*** MATERIALS PROVIDED Section Begins ***

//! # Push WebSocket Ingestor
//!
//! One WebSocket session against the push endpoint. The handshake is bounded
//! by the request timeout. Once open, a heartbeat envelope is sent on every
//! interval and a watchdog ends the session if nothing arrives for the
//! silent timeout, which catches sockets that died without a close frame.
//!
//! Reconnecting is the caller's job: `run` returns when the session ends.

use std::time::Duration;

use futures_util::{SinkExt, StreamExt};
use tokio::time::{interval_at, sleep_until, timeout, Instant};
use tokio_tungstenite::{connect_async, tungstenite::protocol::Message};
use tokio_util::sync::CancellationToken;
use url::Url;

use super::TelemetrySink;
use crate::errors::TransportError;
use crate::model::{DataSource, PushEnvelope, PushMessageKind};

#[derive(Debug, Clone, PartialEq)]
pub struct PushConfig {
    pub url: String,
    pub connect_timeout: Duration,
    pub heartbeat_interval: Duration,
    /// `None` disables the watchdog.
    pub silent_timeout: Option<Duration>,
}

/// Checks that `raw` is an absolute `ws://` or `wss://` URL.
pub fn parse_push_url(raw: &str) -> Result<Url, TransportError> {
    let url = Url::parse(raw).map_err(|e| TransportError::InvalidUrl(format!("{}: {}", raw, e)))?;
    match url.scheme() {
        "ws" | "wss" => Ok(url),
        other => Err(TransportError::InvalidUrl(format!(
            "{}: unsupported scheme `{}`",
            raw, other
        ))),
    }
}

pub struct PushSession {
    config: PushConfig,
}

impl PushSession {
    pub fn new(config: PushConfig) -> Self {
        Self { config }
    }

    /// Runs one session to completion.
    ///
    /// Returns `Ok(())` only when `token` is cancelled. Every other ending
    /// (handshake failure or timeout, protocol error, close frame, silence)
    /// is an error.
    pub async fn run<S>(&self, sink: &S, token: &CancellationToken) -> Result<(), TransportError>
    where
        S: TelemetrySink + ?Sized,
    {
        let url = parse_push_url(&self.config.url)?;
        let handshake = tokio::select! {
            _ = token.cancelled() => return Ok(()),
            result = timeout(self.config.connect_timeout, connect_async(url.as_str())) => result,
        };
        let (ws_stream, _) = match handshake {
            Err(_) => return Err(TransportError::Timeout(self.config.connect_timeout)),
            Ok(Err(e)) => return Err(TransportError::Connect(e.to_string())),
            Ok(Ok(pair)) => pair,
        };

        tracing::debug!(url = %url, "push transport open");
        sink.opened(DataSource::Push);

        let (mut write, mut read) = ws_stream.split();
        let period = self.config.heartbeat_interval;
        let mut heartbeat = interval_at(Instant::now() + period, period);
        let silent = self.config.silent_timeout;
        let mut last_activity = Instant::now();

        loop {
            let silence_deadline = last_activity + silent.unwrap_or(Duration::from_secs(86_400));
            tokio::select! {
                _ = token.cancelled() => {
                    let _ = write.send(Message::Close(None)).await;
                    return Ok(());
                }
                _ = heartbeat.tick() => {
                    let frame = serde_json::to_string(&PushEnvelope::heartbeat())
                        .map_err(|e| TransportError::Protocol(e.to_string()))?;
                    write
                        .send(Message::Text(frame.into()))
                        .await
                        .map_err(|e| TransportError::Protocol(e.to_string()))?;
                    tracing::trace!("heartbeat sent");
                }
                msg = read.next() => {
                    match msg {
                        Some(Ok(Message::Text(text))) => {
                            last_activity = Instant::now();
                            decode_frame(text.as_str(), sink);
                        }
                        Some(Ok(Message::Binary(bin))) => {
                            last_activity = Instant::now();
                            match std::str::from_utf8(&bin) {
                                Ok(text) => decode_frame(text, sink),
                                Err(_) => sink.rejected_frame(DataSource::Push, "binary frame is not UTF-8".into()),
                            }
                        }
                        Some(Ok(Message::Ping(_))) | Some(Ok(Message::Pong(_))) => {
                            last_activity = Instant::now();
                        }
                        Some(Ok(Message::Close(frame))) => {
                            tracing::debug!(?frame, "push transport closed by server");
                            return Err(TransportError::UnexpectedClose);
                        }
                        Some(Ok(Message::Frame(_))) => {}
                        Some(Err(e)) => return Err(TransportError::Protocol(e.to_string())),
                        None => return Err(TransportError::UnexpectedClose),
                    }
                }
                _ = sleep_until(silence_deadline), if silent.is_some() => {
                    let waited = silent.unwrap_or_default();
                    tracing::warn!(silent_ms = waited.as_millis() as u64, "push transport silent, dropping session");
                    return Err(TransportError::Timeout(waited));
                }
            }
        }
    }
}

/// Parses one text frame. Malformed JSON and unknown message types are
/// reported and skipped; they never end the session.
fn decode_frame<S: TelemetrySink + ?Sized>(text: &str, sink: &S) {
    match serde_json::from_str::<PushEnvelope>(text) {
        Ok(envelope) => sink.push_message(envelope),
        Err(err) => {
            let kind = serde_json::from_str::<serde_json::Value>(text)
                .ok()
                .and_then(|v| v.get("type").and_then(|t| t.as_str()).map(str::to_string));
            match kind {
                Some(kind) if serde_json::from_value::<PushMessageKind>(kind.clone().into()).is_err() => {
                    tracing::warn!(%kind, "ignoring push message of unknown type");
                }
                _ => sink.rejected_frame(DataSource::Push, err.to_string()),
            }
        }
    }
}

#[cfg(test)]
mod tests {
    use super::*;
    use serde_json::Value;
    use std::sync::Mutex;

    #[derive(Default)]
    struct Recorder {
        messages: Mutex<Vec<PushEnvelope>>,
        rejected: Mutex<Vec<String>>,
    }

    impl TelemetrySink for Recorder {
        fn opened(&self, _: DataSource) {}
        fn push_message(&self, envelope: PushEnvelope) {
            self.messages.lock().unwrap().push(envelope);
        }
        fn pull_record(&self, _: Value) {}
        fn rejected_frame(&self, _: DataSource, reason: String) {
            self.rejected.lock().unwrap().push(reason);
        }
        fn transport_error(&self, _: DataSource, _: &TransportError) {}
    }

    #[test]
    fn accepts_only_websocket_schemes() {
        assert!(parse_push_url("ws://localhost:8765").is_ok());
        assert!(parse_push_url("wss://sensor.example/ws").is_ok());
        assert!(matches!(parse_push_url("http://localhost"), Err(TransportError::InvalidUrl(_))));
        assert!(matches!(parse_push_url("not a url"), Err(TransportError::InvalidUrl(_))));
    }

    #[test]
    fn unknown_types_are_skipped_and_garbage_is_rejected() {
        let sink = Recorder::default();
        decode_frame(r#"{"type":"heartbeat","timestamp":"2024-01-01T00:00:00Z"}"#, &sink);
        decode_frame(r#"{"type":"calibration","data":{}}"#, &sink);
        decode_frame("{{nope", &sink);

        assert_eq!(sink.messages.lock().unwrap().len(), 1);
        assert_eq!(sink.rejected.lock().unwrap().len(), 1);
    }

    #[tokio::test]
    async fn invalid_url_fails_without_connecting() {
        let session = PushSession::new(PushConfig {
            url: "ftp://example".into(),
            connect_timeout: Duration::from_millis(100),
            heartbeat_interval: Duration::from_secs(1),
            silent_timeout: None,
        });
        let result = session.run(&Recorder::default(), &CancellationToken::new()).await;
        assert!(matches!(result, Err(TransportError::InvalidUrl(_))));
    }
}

*** MATERIALS PROVIDED Section Ends ***
*** MATERIALS PROVIDED Section Begins ***

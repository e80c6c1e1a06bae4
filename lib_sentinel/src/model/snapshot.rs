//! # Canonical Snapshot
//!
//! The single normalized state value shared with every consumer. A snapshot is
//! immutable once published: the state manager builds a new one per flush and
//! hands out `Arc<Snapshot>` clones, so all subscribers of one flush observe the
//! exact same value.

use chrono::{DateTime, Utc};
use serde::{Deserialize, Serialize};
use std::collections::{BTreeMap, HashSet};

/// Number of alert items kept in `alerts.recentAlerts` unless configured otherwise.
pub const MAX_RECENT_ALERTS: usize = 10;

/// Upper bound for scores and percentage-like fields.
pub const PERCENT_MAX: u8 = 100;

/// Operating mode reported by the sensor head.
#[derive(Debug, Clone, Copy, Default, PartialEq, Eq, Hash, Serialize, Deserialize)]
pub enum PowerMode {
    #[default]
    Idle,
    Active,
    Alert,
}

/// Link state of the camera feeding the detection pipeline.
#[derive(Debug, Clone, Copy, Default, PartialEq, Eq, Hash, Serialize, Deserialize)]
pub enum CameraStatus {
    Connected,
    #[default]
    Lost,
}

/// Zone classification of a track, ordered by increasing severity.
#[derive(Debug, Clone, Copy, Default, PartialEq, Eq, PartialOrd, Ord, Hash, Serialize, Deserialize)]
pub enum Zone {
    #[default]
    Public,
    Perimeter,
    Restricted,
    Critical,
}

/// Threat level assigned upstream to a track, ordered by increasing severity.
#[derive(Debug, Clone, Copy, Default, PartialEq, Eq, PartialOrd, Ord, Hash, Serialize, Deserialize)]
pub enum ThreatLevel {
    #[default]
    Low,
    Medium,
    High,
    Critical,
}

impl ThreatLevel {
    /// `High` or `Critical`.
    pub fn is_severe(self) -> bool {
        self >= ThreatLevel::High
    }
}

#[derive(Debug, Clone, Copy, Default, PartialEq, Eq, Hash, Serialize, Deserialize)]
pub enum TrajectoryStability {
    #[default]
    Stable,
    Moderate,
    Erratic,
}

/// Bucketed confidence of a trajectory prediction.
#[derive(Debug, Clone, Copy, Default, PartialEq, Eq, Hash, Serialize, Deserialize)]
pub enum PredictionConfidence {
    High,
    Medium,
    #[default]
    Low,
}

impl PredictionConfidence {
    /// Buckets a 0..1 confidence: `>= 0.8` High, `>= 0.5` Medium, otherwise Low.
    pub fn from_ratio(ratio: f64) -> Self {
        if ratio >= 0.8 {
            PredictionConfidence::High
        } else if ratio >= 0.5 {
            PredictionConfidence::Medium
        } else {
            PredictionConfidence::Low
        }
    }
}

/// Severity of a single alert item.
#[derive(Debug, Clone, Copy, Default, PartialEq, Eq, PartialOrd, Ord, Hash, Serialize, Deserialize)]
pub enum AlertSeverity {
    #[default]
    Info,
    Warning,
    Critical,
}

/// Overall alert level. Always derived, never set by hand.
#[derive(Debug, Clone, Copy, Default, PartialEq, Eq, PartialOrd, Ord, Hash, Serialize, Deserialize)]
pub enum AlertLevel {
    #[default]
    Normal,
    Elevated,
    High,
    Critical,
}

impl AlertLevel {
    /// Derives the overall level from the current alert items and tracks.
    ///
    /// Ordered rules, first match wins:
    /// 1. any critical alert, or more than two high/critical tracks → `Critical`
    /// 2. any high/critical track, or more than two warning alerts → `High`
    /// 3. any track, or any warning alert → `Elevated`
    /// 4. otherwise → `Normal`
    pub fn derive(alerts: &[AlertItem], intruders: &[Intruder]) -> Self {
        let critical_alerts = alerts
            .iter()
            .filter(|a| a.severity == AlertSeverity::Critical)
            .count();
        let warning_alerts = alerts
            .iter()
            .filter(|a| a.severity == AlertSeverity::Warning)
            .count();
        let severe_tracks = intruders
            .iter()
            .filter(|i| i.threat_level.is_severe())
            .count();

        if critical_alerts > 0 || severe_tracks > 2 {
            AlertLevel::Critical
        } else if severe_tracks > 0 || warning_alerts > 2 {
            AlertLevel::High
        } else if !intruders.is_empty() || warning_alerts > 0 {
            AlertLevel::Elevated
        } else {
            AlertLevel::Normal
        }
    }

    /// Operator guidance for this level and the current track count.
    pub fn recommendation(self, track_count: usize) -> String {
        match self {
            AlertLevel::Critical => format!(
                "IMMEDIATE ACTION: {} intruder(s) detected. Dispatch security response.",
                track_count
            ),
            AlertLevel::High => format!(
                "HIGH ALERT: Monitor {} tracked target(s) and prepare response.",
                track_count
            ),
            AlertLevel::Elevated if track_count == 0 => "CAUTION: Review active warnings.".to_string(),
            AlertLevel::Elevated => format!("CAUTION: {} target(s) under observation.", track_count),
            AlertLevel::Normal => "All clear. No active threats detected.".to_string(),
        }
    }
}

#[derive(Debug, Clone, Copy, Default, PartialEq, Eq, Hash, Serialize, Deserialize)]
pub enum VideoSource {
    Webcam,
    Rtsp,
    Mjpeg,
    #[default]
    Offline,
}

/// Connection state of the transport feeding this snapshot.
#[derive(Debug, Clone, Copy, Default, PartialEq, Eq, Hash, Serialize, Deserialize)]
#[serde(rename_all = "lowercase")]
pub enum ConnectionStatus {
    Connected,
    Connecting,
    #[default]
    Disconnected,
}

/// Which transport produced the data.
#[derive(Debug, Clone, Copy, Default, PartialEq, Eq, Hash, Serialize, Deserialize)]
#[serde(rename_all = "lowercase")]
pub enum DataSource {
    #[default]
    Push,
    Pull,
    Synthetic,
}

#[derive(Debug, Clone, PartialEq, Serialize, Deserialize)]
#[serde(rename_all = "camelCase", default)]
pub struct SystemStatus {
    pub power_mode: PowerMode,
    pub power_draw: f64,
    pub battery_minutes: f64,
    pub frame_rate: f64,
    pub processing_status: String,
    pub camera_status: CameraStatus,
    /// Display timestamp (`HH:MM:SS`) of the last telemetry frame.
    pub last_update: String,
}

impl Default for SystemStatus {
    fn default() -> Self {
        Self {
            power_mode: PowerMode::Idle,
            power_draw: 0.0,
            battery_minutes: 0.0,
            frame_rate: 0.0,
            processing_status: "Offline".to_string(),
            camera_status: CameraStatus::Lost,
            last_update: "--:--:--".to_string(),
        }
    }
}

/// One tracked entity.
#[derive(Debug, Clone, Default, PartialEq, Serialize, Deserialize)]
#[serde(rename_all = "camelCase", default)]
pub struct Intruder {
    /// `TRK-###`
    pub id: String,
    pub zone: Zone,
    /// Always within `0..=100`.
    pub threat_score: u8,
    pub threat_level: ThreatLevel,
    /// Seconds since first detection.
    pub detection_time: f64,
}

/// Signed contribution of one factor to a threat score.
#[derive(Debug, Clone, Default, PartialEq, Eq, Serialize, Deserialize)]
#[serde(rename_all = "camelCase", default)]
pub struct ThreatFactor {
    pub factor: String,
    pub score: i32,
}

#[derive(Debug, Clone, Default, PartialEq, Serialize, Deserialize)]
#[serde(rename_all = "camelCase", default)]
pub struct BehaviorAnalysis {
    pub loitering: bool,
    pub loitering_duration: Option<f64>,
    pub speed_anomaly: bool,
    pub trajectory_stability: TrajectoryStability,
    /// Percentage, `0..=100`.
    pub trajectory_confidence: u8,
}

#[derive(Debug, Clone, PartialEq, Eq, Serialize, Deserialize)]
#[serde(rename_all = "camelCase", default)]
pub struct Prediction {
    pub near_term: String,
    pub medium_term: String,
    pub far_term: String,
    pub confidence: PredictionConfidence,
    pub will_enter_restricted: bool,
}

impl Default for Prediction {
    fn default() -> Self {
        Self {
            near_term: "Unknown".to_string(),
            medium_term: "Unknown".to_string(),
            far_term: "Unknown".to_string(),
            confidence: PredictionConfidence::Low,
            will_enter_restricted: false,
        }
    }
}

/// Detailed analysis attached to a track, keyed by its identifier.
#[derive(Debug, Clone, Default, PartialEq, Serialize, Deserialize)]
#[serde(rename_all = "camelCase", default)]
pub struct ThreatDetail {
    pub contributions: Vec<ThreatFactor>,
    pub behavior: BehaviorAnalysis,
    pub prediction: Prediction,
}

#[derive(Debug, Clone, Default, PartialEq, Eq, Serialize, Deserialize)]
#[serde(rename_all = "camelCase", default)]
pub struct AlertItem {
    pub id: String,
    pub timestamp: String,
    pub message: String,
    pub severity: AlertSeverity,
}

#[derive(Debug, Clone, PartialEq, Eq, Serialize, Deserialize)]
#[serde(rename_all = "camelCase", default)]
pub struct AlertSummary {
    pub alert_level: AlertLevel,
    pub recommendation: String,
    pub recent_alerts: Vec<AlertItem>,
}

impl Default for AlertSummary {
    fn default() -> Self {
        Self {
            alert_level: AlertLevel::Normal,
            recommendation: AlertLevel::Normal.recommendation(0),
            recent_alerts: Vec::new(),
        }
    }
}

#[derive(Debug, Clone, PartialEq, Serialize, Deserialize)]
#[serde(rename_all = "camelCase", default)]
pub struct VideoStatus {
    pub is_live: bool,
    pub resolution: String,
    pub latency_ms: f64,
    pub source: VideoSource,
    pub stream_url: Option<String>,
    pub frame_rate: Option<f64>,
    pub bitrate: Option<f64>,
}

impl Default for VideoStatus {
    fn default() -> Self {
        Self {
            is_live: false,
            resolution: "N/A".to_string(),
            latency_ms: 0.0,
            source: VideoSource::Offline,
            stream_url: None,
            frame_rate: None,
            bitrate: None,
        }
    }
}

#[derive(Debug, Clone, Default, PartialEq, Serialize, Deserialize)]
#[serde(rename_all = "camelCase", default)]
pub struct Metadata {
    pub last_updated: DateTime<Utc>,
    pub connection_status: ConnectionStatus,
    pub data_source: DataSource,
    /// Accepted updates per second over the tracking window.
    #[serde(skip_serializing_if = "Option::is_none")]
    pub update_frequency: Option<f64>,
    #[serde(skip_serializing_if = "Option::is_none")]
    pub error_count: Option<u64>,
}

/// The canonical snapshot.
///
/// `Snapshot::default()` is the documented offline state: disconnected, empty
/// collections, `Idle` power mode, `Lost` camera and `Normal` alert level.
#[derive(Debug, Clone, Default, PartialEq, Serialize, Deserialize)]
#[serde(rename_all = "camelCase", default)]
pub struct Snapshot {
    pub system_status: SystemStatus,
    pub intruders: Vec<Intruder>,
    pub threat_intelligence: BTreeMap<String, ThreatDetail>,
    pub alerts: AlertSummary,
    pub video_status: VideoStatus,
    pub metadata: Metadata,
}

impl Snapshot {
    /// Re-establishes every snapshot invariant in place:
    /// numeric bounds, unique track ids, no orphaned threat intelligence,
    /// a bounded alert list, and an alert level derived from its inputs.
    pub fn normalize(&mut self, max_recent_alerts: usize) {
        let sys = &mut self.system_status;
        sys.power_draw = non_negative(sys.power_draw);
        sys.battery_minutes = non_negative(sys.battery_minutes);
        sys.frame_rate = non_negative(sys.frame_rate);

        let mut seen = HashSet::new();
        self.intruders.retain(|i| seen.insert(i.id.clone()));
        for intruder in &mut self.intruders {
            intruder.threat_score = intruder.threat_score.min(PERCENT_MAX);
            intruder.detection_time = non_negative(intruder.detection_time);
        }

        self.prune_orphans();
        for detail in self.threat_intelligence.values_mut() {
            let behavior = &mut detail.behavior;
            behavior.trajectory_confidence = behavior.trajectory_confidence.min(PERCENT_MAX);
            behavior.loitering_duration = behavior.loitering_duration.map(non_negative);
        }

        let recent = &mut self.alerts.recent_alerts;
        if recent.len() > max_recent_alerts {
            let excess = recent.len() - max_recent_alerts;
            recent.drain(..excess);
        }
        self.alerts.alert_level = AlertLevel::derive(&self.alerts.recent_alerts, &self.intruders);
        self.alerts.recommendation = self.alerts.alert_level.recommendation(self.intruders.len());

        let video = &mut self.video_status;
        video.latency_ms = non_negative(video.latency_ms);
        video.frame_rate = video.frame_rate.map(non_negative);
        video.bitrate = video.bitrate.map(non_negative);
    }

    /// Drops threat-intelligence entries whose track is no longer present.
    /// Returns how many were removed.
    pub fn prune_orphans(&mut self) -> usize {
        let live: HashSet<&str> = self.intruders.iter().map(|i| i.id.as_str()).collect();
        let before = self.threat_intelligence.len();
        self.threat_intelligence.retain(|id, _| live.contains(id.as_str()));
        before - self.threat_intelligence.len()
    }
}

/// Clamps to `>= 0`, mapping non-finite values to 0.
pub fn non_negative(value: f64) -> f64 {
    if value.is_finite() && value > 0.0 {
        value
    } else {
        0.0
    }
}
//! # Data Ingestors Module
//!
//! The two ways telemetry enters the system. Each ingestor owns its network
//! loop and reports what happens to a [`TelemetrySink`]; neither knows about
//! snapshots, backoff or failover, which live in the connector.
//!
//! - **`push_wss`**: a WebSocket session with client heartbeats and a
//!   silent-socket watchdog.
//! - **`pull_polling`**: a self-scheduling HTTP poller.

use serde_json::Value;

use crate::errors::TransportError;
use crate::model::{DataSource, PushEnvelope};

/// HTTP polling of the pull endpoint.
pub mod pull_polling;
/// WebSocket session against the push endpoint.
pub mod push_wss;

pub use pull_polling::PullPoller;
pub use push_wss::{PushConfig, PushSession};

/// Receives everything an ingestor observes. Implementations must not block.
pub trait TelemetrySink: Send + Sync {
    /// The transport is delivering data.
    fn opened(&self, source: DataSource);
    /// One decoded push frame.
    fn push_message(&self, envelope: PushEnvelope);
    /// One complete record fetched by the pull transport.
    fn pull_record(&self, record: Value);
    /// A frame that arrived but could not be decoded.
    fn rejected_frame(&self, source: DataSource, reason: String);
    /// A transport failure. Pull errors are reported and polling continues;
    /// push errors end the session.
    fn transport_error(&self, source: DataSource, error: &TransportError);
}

*** MATERIALS PROVIDED Section Ends ***
*** MATERIALS PROVIDED Section Begins ***

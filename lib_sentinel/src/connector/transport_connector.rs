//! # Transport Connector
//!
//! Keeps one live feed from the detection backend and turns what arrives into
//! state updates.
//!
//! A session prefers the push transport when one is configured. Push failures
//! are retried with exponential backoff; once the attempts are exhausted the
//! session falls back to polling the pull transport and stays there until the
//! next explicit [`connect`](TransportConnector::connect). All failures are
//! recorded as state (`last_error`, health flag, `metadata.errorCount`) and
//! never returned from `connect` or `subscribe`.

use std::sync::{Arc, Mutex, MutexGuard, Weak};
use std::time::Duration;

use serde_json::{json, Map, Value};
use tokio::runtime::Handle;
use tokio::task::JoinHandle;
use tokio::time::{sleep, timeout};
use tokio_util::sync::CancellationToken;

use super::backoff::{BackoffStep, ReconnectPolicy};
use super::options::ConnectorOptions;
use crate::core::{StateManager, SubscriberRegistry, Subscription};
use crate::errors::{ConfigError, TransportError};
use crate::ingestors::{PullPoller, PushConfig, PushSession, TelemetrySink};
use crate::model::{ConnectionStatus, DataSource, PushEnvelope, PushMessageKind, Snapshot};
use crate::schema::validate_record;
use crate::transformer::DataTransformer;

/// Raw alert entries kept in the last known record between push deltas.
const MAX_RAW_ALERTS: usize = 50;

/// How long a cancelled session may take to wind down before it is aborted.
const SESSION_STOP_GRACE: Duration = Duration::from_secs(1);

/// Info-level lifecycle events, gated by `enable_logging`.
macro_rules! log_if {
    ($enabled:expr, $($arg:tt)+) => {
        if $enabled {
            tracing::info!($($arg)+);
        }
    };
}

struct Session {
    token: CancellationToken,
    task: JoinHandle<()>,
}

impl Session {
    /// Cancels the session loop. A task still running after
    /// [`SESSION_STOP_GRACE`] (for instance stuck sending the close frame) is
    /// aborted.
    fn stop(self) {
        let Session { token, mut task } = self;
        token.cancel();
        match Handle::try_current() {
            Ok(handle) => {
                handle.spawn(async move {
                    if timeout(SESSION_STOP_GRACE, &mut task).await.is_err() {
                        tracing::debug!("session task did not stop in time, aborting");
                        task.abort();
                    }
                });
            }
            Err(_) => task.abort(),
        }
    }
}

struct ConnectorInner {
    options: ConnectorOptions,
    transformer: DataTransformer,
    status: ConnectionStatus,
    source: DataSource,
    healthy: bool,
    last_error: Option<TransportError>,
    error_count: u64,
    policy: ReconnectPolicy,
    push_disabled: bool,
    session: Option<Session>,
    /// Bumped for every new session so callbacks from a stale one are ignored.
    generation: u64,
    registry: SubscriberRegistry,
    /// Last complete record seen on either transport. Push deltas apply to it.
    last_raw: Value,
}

*** MATERIALS PROVIDED Section Ends ***

> YOUR GOAL
Where a line of the data holds "format", show that line.

> ANSWER SECTION
    let url = Url::parse(raw).map_err(|e| TransportError::InvalidUrl(format!("{}: {}", raw, e)))?;
        other => Err(TransportError::InvalidUrl(format!(
            AlertLevel::Critical => format!(
            AlertLevel::High => format!(
            AlertLevel::Elevated => format!("CAUTION: {} target(s) under observation.", track_count),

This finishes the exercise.